Across the economy we can see that items that require fewer and fewer American workers per completion (think: socks) get cheaper, while services that can't find similar ways to replace American workers (think: health care, education, government) don't get cheaper at all. In fact, they often get more expensive.
In a second article, Thompson makes another comparison
Human-work costs money, and the more human-workers you need to complete a task, the harder it is to make that task cheap. Hand-stitched bags are more expensive than robot-stitched bags. If you own a closet full of purses, you're way ahead of me on this observation.
 Thompson also adds a little nuance to his earlier argument about the labor intensive service sector.
Yep, prices are people. "Baked into the price of everything we buy is the rising cost of advertising, accounting, legal services, insurance, real estate, consulting, and the like -- jobs performed by the high-wage workers of our modern economy," Rose elaborates.
From the stuff getting expensive the fastest, like hospital stays and elite college tuition, to the prices that are falling the fastest relative to wages, like television and freeze-dried prepared foods, we are paying for people -- just as we always have. The big idea here is that prices follow workers.
In short, accountants, lawyers, real estate agents, and insurance agents drive up the cost of everything. So do teachers and nurses.  Yet, no one seems to express outrage about the costs the other professions add to goods and services. On the other hand, a local woman getting a haircut next to me has no compunction uttering "those damned teachers have too much already."

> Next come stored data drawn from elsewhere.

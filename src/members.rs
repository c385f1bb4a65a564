// Group membership reconstruction from MemberJoined history
// The member list is rebuilt from chain logs on every call: scan from the
// contract's deployment block to the head in windows the node will accept,
// then order by (block, log index), which is the contract's insertion order.

use std::sync::Arc;
use std::time::Duration;

use alloy_primitives::U256;
use log::{debug, info, warn};
use thiserror::Error;
use tokio::time::sleep;

use crate::chain::{ChainError, MemberJoinedLog, VotingContract};

/// Block the voting contract was deployed in; nothing to scan before it
pub const DEPLOYMENT_BLOCK: u64 = 9_811_631;

/// Largest block span a single eth_getLogs call may cover
pub const MAX_BLOCK_RANGE: u64 = 10_000;

#[derive(Debug, Error)]
pub enum FetchError {
    #[error("failed to fetch group members after {attempts} attempts: {source}")]
    Exhausted {
        attempts: u32,
        #[source]
        source: ChainError,
    },
}

#[derive(Clone, Debug, PartialEq, Eq)]
pub struct FetcherConfig {
    pub deployment_block: u64,
    pub max_block_range: u64,
    /// Pause between consecutive windows
    pub window_delay: Duration,
    /// Whole-scan attempts before giving up
    pub max_attempts: u32,
    /// Backoff unit; attempt `n` waits `n * retry_backoff` before the next
    pub retry_backoff: Duration,
}

impl Default for FetcherConfig {
    fn default() -> Self {
        Self {
            deployment_block: DEPLOYMENT_BLOCK,
            max_block_range: MAX_BLOCK_RANGE,
            window_delay: Duration::from_millis(100),
            max_attempts: 3,
            retry_backoff: Duration::from_millis(1000),
        }
    }
}

/// Split the inclusive range `[from, to]` into consecutive inclusive windows
/// of at most `max_range` blocks
pub fn block_windows(from: u64, to: u64, max_range: u64) -> Vec<(u64, u64)> {
    let span = max_range.max(1);
    let mut windows = Vec::new();
    let mut start = from;

    while start <= to {
        let end = start.saturating_add(span - 1).min(to);
        windows.push((start, end));
        match end.checked_add(1) {
            Some(next) => start = next,
            None => break,
        }
    }
    windows
}

pub struct GroupMembersFetcher {
    contract: Arc<dyn VotingContract>,
    config: FetcherConfig,
}

impl GroupMembersFetcher {
    pub fn new(contract: Arc<dyn VotingContract>, config: FetcherConfig) -> Self {
        Self { contract, config }
    }

    pub fn config(&self) -> &FetcherConfig {
        &self.config
    }

    /// Ordered member commitments of `proposal_id`
    ///
    /// # Returns
    /// Commitments in on-chain insertion order. Two calls against the same
    /// chain state return the same list.
    pub async fn fetch_group_members(&self, proposal_id: u64) -> Result<Vec<U256>, FetchError> {
        let logs = self.fetch_member_logs(proposal_id).await?;
        let members: Vec<U256> = logs.into_iter().map(|log| log.commitment).collect();

        info!("proposal {} has {} members", proposal_id, members.len());
        Ok(members)
    }

    /// Sorted `MemberJoined` logs of `proposal_id`, retrying the whole scan
    pub async fn fetch_member_logs(&self, proposal_id: u64) -> Result<Vec<MemberJoinedLog>, FetchError> {
        let attempts = self.config.max_attempts.max(1);
        let mut attempt = 1;

        loop {
            match self.scan(proposal_id).await {
                Ok(logs) => return Ok(logs),
                Err(source) if attempt >= attempts => {
                    return Err(FetchError::Exhausted { attempts, source });
                }
                Err(e) => {
                    let wait = self.config.retry_backoff * attempt;
                    warn!(
                        "member scan for proposal {} failed (attempt {}/{}), retrying in {:?}: {}",
                        proposal_id, attempt, attempts, wait, e
                    );
                    sleep(wait).await;
                    attempt += 1;
                }
            }
        }
    }

    /// Whether `commitment` has joined `proposal_id`
    ///
    /// Errors count as "not a member"; use this for display, not for
    /// anything that must be right.
    pub async fn check_membership(&self, proposal_id: u64, commitment: U256) -> bool {
        match self.fetch_group_members(proposal_id).await {
            Ok(members) => members.contains(&commitment),
            Err(e) => {
                warn!("membership check for proposal {} failed: {}", proposal_id, e);
                false
            }
        }
    }

    /// Number of members of `proposal_id`, 0 when the scan fails
    pub async fn member_count(&self, proposal_id: u64) -> usize {
        match self.fetch_member_logs(proposal_id).await {
            Ok(logs) => logs.len(),
            Err(e) => {
                warn!("member count for proposal {} failed: {}", proposal_id, e);
                0
            }
        }
    }

    /// One full scan, no retries
    async fn scan(&self, proposal_id: u64) -> Result<Vec<MemberJoinedLog>, ChainError> {
        let head = self.contract.block_number().await?;
        let windows = block_windows(self.config.deployment_block, head, self.config.max_block_range);
        debug!(
            "scanning blocks {}..={} in {} window(s)",
            self.config.deployment_block,
            head,
            windows.len()
        );

        let mut logs = Vec::new();
        for (i, (from, to)) in windows.iter().enumerate() {
            if i > 0 && !self.config.window_delay.is_zero() {
                sleep(self.config.window_delay).await;
            }
            let window = self.contract.member_joined_logs(proposal_id, *from, *to).await?;
            debug!("window {}..={}: {} event(s)", from, to, window.len());
            logs.extend(window);
        }

        let wanted = U256::from(proposal_id);
        logs.retain(|log| {
            let matches = log.proposal_id == wanted;
            if !matches {
                warn!("dropping MemberJoined log for proposal {}", log.proposal_id);
            }
            matches
        });

        logs.sort_by_key(|log| (log.block_number, log.log_index));
        logs.dedup_by_key(|log| (log.block_number, log.log_index));
        Ok(logs)
    }
}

I doubt that the other professions that Thompson lists add more to the economy than educators.  I'm not an economist, but as a simple thought experiment, I suggest imagining the country with 50% fewer real estate agents or 50% fewer insurance agents.  I'm sure there would be a negative impact, but I suspect the damage would be limited.  Now imagine the country with 50% fewer teachers and professors.  I expect that the economic impact would be cataclysmic, especially if one takes in the long term impacts.

Thompson seems to want to take his series in another direction, he writes,
As the economy leans more heavily on certain low-productivity sectors like health care to soak up workers from a growing population and recovering economy, health care will almost certainly become more expensive. But what if we solve the health care cost crisis? This is the trend we're going to pick up in the next installment of the Prices Are People series: If we make sectors like health care and education cheaper, where will the people go? 
I'm pretty sure the answer won't be real estate or insurance.

1 comment:

D.E. Bishop said...

"those damned teachers have too much already."

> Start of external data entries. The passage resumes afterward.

// zkvote client - anonymous proposal voting with Semaphore-style membership proofs
// Identity, on-chain group sync, proof generation and the join/vote pipeline.
// The vote option is public; what stays hidden is which member cast it.

pub mod utils; // uint256 <-> BN254 scalar conversions
pub mod poseidon_hash; // circom-compatible Poseidon
pub mod merkle; // lean incremental membership tree
pub mod storage;
pub mod identity;
pub mod prover; // proof generation around a black-box backend
pub mod external_prover;
pub mod chain;
pub mod rpc; // JSON-RPC VotingContract
pub mod members;
pub mod flow; // voting state machine
pub mod config;

pub use chain::{ChainClient, ChainError, VotingContract};
pub use config::Config;
pub use flow::{FlowMode, FlowState, StartParams, VotingErrorKind, VotingFlow, VotingStep};
pub use identity::{Identity, IdentityStore};
pub use members::GroupMembersFetcher;
pub use prover::{ProofBundle, ProofGenerator, ProvingBackend};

The reason people make such comments is due to the efficiency of the GOP/Koch/1% propaganda machine in creating a false conflict.

Of course the teachers don't make too much money. Of course their benefits aren't too generous. But in this false conflict setup, it's made to look as if the teacher's good fortune, such as it is, comes out of the misfortune, such as it is, of the hairdresser.

Thus the falsely created conflict is the teacher v. the hairdresser.

In fact, the real conflict is, broadly stated, between the 1% and everyone else. The teacher and the hairdresser are on the same side!

This "divide and conquer" routine is as old as time. And it is a lie. When the 1% owns the media, they can perpetrate the lies. And they do.

These economic conflicts are not horizontally based; they are vertical.